»»
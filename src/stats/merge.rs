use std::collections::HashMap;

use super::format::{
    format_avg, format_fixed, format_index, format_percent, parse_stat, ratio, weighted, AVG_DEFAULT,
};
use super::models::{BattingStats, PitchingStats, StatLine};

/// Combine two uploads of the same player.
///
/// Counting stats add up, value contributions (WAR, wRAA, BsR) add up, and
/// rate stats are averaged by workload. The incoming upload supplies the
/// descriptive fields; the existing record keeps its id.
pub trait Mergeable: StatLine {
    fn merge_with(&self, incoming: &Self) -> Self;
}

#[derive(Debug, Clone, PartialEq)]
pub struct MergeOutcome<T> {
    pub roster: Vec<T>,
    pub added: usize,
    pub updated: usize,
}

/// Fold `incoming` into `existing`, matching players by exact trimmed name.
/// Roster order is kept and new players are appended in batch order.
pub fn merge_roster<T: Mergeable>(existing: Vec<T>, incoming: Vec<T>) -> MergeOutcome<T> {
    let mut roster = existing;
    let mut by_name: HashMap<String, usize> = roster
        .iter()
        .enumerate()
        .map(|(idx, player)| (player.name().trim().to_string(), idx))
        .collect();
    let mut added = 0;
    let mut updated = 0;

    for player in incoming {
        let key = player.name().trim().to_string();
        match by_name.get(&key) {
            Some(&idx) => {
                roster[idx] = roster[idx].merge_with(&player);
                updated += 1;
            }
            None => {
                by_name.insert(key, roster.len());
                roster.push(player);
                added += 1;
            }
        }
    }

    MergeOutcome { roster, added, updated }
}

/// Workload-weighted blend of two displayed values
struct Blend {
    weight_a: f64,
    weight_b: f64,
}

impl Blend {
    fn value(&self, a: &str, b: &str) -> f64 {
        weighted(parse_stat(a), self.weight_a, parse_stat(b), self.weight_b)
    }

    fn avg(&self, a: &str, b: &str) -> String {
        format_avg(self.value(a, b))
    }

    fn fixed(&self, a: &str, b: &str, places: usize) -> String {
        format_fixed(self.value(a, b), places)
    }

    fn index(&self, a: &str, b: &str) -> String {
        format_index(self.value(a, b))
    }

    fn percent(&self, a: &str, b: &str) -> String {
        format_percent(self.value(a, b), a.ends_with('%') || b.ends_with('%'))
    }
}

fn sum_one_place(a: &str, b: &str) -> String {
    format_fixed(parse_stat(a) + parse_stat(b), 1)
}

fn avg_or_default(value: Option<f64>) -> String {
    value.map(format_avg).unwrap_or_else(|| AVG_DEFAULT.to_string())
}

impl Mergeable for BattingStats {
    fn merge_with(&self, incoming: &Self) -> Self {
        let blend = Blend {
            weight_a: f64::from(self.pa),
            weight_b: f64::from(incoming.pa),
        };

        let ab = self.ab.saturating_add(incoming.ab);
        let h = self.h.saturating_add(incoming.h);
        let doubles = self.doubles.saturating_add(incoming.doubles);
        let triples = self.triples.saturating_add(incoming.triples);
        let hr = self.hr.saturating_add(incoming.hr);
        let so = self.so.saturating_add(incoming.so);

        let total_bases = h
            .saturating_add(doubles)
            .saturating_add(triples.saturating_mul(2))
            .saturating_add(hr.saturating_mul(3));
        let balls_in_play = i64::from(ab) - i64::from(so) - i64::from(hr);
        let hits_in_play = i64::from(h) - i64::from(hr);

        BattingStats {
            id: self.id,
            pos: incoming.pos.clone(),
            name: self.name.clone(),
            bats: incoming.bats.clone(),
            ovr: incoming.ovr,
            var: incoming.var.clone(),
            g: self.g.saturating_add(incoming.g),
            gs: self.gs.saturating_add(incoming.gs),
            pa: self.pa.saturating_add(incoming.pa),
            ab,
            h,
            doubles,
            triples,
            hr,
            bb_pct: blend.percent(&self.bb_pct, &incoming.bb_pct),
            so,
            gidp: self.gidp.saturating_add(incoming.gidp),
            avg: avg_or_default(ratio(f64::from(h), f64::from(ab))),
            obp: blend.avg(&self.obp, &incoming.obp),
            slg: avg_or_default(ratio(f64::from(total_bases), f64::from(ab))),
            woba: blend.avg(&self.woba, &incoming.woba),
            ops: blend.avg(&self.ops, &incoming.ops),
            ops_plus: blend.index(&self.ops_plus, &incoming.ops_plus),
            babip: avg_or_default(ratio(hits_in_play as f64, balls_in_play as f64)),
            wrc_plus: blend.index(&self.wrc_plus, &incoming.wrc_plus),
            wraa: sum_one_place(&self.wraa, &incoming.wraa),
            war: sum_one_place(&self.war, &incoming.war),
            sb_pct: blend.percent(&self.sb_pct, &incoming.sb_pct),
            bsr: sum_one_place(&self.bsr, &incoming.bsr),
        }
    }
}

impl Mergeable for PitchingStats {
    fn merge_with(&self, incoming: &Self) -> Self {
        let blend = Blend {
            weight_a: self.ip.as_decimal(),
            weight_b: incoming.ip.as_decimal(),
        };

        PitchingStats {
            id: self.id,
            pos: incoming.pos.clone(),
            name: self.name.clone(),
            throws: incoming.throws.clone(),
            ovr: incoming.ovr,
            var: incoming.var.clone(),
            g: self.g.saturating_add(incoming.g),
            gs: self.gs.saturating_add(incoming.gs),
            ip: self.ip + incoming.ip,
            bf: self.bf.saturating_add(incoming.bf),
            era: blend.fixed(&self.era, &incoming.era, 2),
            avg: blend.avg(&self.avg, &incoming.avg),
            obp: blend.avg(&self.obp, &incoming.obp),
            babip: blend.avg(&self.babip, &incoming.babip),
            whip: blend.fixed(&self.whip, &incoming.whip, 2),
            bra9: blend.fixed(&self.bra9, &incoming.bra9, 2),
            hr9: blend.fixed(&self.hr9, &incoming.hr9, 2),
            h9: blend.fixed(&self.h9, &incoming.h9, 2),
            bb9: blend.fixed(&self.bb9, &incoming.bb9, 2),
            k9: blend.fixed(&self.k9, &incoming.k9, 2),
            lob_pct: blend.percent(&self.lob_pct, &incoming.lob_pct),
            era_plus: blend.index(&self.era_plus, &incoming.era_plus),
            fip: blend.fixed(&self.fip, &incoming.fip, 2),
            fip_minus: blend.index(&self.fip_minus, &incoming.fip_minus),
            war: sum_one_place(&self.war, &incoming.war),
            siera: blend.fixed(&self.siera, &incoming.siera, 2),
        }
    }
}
««
Go through the entries above and report every line in which the word "StatLine" appears.

use super::models::{BattingStats, PitchingStats, StatLine};
pub trait Mergeable: StatLine {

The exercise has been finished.